» **Work item**
Report how many lines in the data below hold the string "Serialize". Nothing else should appear in the answer.
Exercise input Start Marker
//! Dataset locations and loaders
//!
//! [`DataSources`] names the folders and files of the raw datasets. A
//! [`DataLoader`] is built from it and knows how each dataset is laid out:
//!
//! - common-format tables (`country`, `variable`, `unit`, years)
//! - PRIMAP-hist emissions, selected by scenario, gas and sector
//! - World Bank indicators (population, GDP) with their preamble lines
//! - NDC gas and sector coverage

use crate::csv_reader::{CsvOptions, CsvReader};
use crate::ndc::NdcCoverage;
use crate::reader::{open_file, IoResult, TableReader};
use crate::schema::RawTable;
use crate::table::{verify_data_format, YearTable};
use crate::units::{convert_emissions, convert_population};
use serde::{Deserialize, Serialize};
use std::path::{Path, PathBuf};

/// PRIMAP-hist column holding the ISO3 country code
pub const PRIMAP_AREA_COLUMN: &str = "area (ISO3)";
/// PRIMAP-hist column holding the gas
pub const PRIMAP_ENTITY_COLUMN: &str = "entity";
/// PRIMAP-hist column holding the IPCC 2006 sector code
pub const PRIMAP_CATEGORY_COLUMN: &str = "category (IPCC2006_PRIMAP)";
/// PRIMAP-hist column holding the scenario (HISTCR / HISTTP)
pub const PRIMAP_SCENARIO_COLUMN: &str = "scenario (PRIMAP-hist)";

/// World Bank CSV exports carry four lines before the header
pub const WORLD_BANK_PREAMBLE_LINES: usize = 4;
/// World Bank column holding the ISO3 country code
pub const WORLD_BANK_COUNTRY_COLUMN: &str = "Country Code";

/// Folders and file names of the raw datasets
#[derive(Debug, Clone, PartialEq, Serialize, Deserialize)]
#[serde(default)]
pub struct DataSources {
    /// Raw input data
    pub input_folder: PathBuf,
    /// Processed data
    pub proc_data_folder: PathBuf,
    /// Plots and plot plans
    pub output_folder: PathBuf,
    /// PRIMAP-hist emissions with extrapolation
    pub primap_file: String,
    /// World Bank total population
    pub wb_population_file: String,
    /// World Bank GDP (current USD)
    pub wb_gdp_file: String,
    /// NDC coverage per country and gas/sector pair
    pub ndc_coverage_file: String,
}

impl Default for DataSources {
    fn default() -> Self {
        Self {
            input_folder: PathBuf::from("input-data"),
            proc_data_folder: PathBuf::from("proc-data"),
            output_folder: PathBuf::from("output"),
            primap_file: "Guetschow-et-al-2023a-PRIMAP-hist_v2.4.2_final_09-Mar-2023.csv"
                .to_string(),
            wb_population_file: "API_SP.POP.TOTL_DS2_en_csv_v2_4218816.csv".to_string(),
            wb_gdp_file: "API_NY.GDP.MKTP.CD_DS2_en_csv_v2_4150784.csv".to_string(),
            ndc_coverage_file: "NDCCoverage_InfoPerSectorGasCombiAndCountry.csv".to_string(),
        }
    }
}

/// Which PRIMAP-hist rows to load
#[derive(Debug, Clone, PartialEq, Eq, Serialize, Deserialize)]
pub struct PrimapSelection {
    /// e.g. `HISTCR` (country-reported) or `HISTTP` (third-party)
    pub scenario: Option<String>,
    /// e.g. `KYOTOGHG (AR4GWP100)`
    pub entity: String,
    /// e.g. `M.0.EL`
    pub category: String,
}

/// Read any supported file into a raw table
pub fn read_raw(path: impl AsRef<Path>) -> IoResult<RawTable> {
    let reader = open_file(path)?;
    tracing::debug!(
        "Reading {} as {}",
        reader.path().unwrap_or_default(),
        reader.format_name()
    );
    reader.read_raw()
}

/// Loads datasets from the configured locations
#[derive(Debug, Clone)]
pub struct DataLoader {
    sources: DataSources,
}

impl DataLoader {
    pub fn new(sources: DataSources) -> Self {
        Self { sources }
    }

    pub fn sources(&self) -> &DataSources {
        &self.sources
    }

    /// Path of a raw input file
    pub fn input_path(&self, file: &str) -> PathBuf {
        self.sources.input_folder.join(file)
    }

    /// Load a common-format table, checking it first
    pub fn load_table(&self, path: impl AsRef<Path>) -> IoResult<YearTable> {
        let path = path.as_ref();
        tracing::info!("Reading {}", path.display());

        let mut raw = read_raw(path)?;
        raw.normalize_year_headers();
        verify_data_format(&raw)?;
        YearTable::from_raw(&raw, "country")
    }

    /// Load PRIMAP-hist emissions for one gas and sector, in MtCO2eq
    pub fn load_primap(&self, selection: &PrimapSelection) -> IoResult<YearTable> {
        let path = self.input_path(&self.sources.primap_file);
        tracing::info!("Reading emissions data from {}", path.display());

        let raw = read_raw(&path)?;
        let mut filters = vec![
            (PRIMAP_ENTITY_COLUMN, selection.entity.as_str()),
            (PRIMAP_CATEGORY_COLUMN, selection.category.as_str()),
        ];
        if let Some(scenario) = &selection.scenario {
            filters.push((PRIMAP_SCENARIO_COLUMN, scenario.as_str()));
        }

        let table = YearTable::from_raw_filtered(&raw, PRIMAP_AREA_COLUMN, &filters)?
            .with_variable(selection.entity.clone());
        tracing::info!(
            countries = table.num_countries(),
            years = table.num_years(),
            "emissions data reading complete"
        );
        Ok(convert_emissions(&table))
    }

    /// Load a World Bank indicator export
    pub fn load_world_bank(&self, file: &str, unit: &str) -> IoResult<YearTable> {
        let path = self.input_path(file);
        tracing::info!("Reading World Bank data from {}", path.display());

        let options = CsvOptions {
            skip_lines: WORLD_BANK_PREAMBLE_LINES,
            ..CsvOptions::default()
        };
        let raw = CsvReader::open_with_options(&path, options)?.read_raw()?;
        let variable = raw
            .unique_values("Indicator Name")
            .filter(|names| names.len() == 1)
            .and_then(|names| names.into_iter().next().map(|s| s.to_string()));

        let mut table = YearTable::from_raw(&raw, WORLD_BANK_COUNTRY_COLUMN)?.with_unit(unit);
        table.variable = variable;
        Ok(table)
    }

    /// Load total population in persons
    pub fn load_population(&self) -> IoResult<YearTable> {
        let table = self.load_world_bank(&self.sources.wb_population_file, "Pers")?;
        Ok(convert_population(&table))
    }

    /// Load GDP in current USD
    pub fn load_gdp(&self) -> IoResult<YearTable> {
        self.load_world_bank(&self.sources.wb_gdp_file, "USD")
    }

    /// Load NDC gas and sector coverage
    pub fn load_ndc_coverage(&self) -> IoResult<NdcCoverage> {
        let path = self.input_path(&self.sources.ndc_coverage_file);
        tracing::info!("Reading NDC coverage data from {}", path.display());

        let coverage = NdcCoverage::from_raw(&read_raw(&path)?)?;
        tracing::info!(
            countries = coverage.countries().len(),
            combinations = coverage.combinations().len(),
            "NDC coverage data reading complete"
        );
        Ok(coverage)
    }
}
Exercise input End Marker
» **Your solution**
3